Et Beckett n’est pas le seul à s’inquiéter concernant ces systèmes trop beaux pour être vrais et des escroqueries à l’investissement qui en découlent. Chez nous, la FSMA, le gendarme financier, publie régulièrement des mises en garde sur son site. Pas plus tard que début septembre, l’autorité des services et marchés financiers affichait qu’ « Au cours des dernières semaines, la FSMA a reçu des plaintes de consommateurs au sujet de nouvelles plateformes frauduleuses de trading actives sur le marché belge. Ces plateformes de trading tentent d’éveiller la curiosité de victimes potentielles en publiant de fausses publicités sur les réseaux sociaux ou plateformes vidéos en ligne. On y voit souvent une personne (connue) présenter une méthode qui permettrait de s’enrichir rapidement. (…) D’autres plateformes de trading prennent contact avec les consommateurs sur des sites de rencontre et au moyen de faux comptes sur les réseaux sociaux. Certaines plateformes de trading passent également par des groupes WhatsApp et Telegram.»

Néanmoins, M. Beckett estime que de nombreux influenceurs financiers sont comme lui, c’est-à-dire qu’ils fournissent des conseils financiers qualifiés d'”ennuyeux, mais efficaces”. Selon lui, ces conseils sont non seulement moins risqués, mais aussi plus fiables, en particulier pour les jeunes qui n’ont pas de vraie formation financière ou qui ont beaucoup d’argent à dépenser. Toujours selon lui, les conseils financiers des médias sociaux peuvent offrir un moyen accessible de gérer son argent, sans avoir à payer les frais élevés, exigés par les institutions financières. “Les influenceurs financiers peuvent poser problème, car certains d’entre eux profitent de la naïveté des gens”, explique-t-il au média britannique. “Mais d’un autre côté, il y a beaucoup de gens qui font le bien et qui comblent une énorme lacune de notre système éducatif”.

Prudence est mère de sûreté

En l’absence d’un organisme de régulation, ce microcosme des influenceurs financiers restera toujours quelque peu obscur. Seulement il ne faut pas oublier que pour beaucoup, les “finfluenceurs” ont permis d’offrir des conseils financiers accessibles. “Les finances personnelles sont, comme leur nom l’indique, propres à chaque individu, et la situation de chacun est différente”, explique Campbell. “Il est important d’évaluer si les suggestions d’un influenceur sont pertinentes pour votre situation financière. »

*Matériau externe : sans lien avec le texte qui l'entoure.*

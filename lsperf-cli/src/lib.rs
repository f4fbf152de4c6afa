//! lsperf CLI Library
//!
//! Entry point for binaries that embed one or more toolchains. The same binary
//! serves as the supervisor and, when started with `--lsperf-worker`, as a
//! measurement worker.
//!
//! # Example
//!
//! ```ignore
//! use lsperf::prelude::*;
//!
//! fn main() -> anyhow::Result<()> {
//!     let registry = ToolchainRegistry::new().register(MyToolchain::new("5.4"));
//!     lsperf_cli::run(&registry)
//! }
//! ```

mod arena;
mod config;
mod formatting;
mod manifest;
mod metadata;
mod orchestrator;
mod planner;
mod supervisor;

pub use arena::PositionArena;
pub use config::*;
pub use formatting::format_human_output;
pub use manifest::{JobManifest, PackageSpec};
pub use metadata::capture_fingerprint;
pub use orchestrator::{
    BenchmarkRequest, DirectoryResolver, Orchestrator, OrchestratorError, PackageResolver,
    ResolvedPackage, build_matrix,
};
pub use planner::{BenchmarkJob, RunPlan, build_plan};
pub use supervisor::*;

use clap::{Parser, Subcommand};
use indicatif::{ProgressBar, ProgressStyle};
use lsperf_core::{ToolchainRegistry, WorkerMain};
use lsperf_logic::{
    ComparisonOutcome, OverallChange, compare_documents, overall_change_for_comparisons,
    render_markdown,
};
use lsperf_report::{
    BenchmarkDocument, DocumentKey, DocumentStore, JsonFileStore, OutputFormat, RunReport,
    generate_json_report, summarize,
};
use regex::Regex;
use std::collections::HashMap;
use std::io::Write;
use std::path::{Path, PathBuf};

/// lsperf CLI arguments
#[derive(Parser, Debug)]
#[command(name = "lsperf")]
#[command(
    author,
    version,
    about = "lsperf - language-service performance regression checks"
)]
pub struct Cli {
    #[command(subcommand)]
    pub command: Option<Commands>,

    /// Output format: human, json, markdown (defaults to lsperf.toml)
    #[arg(long, global = true)]
    pub format: Option<String>,

    /// Output file (stdout if not specified)
    #[arg(short, long, global = true)]
    pub output: Option<PathBuf>,

    /// Document store directory (defaults to lsperf.toml)
    #[arg(long, global = true)]
    pub store: Option<PathBuf>,

    /// Verbose output
    #[arg(short, long, global = true)]
    pub verbose: bool,

    /// Internal: Run as worker process (used by supervisor)
    #[arg(long, hide = true)]
    pub lsperf_worker: bool,
}

/// CLI subcommands
#[derive(Subcommand, Debug)]
pub enum Commands {
    /// Benchmark every package in a job manifest
    Run {
        /// Job manifest (TOML)
        manifest: PathBuf,

        /// Only run packages whose name matches this regex
        #[arg(long)]
        filter: Option<String>,

        /// Directory holding `<name>/<version>` package checkouts
        #[arg(long, default_value = "packages")]
        packages_dir: PathBuf,

        /// Trials per sampled position
        #[arg(long, short = 'n')]
        iterations: Option<usize>,

        /// Package-wide cap on sampled positions
        #[arg(long)]
        max_positions: Option<usize>,

        /// Number of parallel workers
        #[arg(long, short = 'j')]
        jobs: Option<usize>,

        /// Budget for one worker request (e.g. "60s")
        #[arg(long)]
        call_timeout: Option<String>,

        /// Soft deadline per package (e.g. "10m")
        #[arg(long)]
        max_run_time: Option<String>,

        /// Abort on the first worker failure instead of replacing the worker
        #[arg(long)]
        fail_fast: bool,

        /// Do not write results to the document store
        #[arg(long)]
        no_save: bool,
    },
    /// Compare two stored documents for one package version
    Compare {
        /// Package name
        package: String,
        /// Package version
        version: String,
        /// Toolchain of the "after" document
        #[arg(long)]
        toolchain: String,
        /// Toolchain of the "before" document
        #[arg(long)]
        baseline: String,
    },
    /// Write a default lsperf.toml to the current directory
    Init,
}

/// Run the lsperf CLI with the toolchains this binary embeds.
pub fn run(registry: &ToolchainRegistry) -> anyhow::Result<()> {
    let cli = Cli::parse();
    run_with_cli(cli, registry, None)
}

/// Run the lsperf CLI with pre-parsed arguments.
///
/// `resolver` replaces the default [`DirectoryResolver`] over `--packages-dir`.
pub fn run_with_cli(
    cli: Cli,
    registry: &ToolchainRegistry,
    resolver: Option<&dyn PackageResolver>,
) -> anyhow::Result<()> {
    // Handle worker mode first (before any other initialization)
    if cli.lsperf_worker {
        return run_worker_mode(registry);
    }

    let filter = if cli.verbose {
        "lsperf=debug"
    } else {
        "lsperf=info"
    };
    tracing_subscriber::fmt()
        .with_env_filter(filter)
        .with_writer(std::io::stderr)
        .init();

    let mut config = LsperfConfig::discover().unwrap_or_default();
    if let Some(format) = &cli.format {
        config.output.format = format.clone();
    }
    if let Some(store) = &cli.store {
        config.output.store_directory = store.to_string_lossy().into_owned();
    }

    match cli.command {
        Some(Commands::Run {
            ref manifest,
            ref filter,
            ref packages_dir,
            iterations,
            max_positions,
            jobs,
            ref call_timeout,
            ref max_run_time,
            fail_fast,
            no_save,
        }) => {
            let manifest = JobManifest::load(manifest)?;
            if let Some(runner) = &manifest.runner {
                config.runner = runner.clone();
            }
            config.runner.iterations = iterations.unwrap_or(config.runner.iterations);
            config.runner.max_positions = max_positions.or(config.runner.max_positions);
            config.runner.jobs = jobs.or(config.runner.jobs);
            if let Some(timeout) = call_timeout {
                config.runner.call_timeout = timeout.clone();
            }
            if max_run_time.is_some() {
                config.runner.max_run_time = max_run_time.clone();
            }
            if fail_fast {
                config.runner.crash_recovery = false;
            }
            config.validate()?;

            let filter = filter.as_deref().map(Regex::new).transpose()?;
            let plan = build_plan(&manifest, filter.as_ref());
            let default_resolver = DirectoryResolver::new(packages_dir);
            let resolver = resolver.unwrap_or(&default_resolver);
            run_benchmarks(&cli, &config, registry, resolver, &plan, !no_save)
        }
        Some(Commands::Compare {
            ref package,
            ref version,
            ref toolchain,
            ref baseline,
        }) => {
            config.validate()?;
            compare_stored(&cli, &config, package, version, toolchain, baseline)
        }
        Some(Commands::Init) => init_config(),
        None => Err(anyhow::anyhow!(
            "no command given; try `lsperf run <manifest>` or `lsperf --help`"
        )),
    }
}

/// Run as a worker process (IPC mode)
pub fn run_worker_mode(registry: &ToolchainRegistry) -> anyhow::Result<()> {
    // stdout may be the transport when no fds are inherited
    let _ = tracing_subscriber::fmt()
        .with_env_filter(
            tracing_subscriber::EnvFilter::try_from_default_env()
                .unwrap_or_else(|_| tracing_subscriber::EnvFilter::new("lsperf=warn")),
        )
        .with_writer(std::io::stderr)
        .try_init();

    let mut worker = WorkerMain::new();
    worker
        .run(registry)
        .map_err(|e| anyhow::anyhow!("Worker error: {}", e))
}

fn init_config() -> anyhow::Result<()> {
    let path = Path::new(CONFIG_FILE_NAME);
    if path.exists() {
        return Err(anyhow::anyhow!("{} already exists", path.display()));
    }
    std::fs::write(path, LsperfConfig::default_toml())?;
    println!("Wrote {}", path.display());
    Ok(())
}

fn progress_bar(label: &str) -> ProgressBar {
    let pb = ProgressBar::new(0);
    pb.set_style(
        ProgressStyle::default_bar()
            .template("{spinner:.green} [{elapsed_precise}] [{bar:40.cyan/blue}] {pos}/{len} {msg}")
            .unwrap_or_else(|_| ProgressStyle::default_bar())
            .progress_chars("#>-"),
    );
    pb.set_message(label.to_string());
    pb
}

fn run_benchmarks(
    cli: &Cli,
    config: &LsperfConfig,
    registry: &ToolchainRegistry,
    resolver: &dyn PackageResolver,
    plan: &RunPlan,
    save: bool,
) -> anyhow::Result<()> {
    if plan.jobs.is_empty() {
        println!("No packages to benchmark.");
        return Ok(());
    }

    let pool_config = config.runner.pool_config()?;
    eprintln!(
        "Benchmarking {} package run(s), {} worker(s), {} iteration(s)...\n",
        plan.jobs.len(),
        pool_config.jobs,
        config.runner.iterations
    );

    let spawner = ProcessSpawner::current_exe()?.handshake_timeout(pool_config.call_timeout);
    let pool = WorkerPool::new(spawner, pool_config);
    let mut orchestrator = Orchestrator::new(registry, resolver, pool);
    let mut store = JsonFileStore::new(&config.output.store_directory);
    let system = capture_fingerprint();

    // Documents produced this run under the baseline toolchain, by package
    let mut baselines: HashMap<(String, String), BenchmarkDocument> = HashMap::new();
    let mut outcomes = Vec::new();
    let mut documents = Vec::new();
    let mut failures = 0usize;

    for job in &plan.jobs {
        let request = BenchmarkRequest {
            package_name: job.package.name.clone(),
            package_version: job.package.version.clone(),
            toolchain_version: job.toolchain_version.clone(),
            iterations: config.runner.iterations,
            max_positions: config.runner.max_positions,
        };
        let label = format!(
            "{}@{} ({})",
            job.package.name, job.package.version, job.toolchain_version
        );
        let pb = progress_bar(&label);
        let result = orchestrator.run_package(&request, |done, total| {
            pb.set_length(total as u64);
            pb.set_position(done as u64);
        });
        pb.finish_and_clear();

        let benchmark = match result {
            Ok(benchmark) => benchmark,
            Err(e) => {
                tracing::error!(package = %label, error = %e, "package benchmark failed");
                failures += 1;
                continue;
            }
        };

        let document = BenchmarkDocument::new(summarize(&benchmark), system.clone());
        let package_key = (job.package.name.clone(), job.package.version.clone());
        let is_baseline_run = plan.baseline_toolchain.as_deref() == Some(job.toolchain_version.as_str());

        let before = match &plan.baseline_toolchain {
            Some(_) if !is_baseline_run => baselines.get(&package_key).cloned(),
            _ => store.get_latest(&document.key())?,
        };

        if save {
            store.insert(&document)?;
        }
        if is_baseline_run {
            baselines.insert(package_key, document.clone());
        }

        outcomes.push(compare_documents(
            before,
            document.clone(),
            &system,
            &config.comparison,
        ));
        documents.push(document);
    }

    let overall = overall_change_for_comparisons(
        &outcomes.iter().filter_map(|o| o.change).collect::<Vec<_>>(),
    );
    write_output(cli, config, &outcomes, documents, overall)?;

    if failures > 0 {
        eprintln!("\n{} package run(s) failed", failures);
    }
    if failures > 0 || overall.is_some_and(OverallChange::is_worse) {
        std::process::exit(1);
    }
    Ok(())
}

fn compare_stored(
    cli: &Cli,
    config: &LsperfConfig,
    package: &str,
    version: &str,
    toolchain: &str,
    baseline: &str,
) -> anyhow::Result<()> {
    let store = JsonFileStore::new(&config.output.store_directory);
    let after_key = DocumentKey::new(package, version, toolchain);
    let after = store
        .get_latest(&after_key)?
        .ok_or_else(|| anyhow::anyhow!("No stored document for {}", after_key))?;
    let before = store.get_latest(&DocumentKey::new(package, version, baseline))?;
    if before.is_none() {
        eprintln!("Warning: no stored document for toolchain {baseline}; reporting single run");
    }

    let system = after.meta.system.clone();
    let outcome = compare_documents(before, after.clone(), &system, &config.comparison);
    let overall = outcome.change;
    write_output(cli, config, &[outcome], vec![after], overall)?;

    if overall.is_some_and(OverallChange::is_worse) {
        std::process::exit(1);
    }
    Ok(())
}

fn write_output(
    cli: &Cli,
    config: &LsperfConfig,
    outcomes: &[ComparisonOutcome],
    documents: Vec<BenchmarkDocument>,
    overall: Option<OverallChange>,
) -> anyhow::Result<()> {
    let format: OutputFormat = config
        .output
        .format
        .parse()
        .map_err(|e: String| anyhow::anyhow!(e))?;

    let output = match format {
        OutputFormat::Json => generate_json_report(&RunReport::new(documents))?,
        OutputFormat::Markdown => outcomes
            .iter()
            .map(render_markdown)
            .collect::<Vec<_>>()
            .join("\n"),
        OutputFormat::Human => format_human_output(outcomes, overall),
    };

    if let Some(ref path) = cli.output {
        let mut file = std::fs::File::create(path)?;
        file.write_all(output.as_bytes())?;
        println!("Report written to: {}", path.display());
    } else {
        print!("{}", output);
    }
    Ok(())
}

Tandis que pour Beckett, les influenceurs qui sont objectifs, c’est-à-dire qu’ils ne tirent pas profit de partenariats et ne présentent pas leurs conseils comme étant à toute épreuve, ceux-là peuvent être une force positive, en particulier pour les personnes qui n’ont jamais pensé à l’épargne ou à l’accroissement de la richesse.

“Comme partout dans le monde, il y a de bons et de mauvais influenceurs, conclut-il, on peut toujours trouver sur les plateformes avec des contenus fantastiques sur les finances personnelles, rédigés par des personnes qui veulent vraiment aider. Les “finfluenceurs” ne méritent pas d’être totalement écartés.”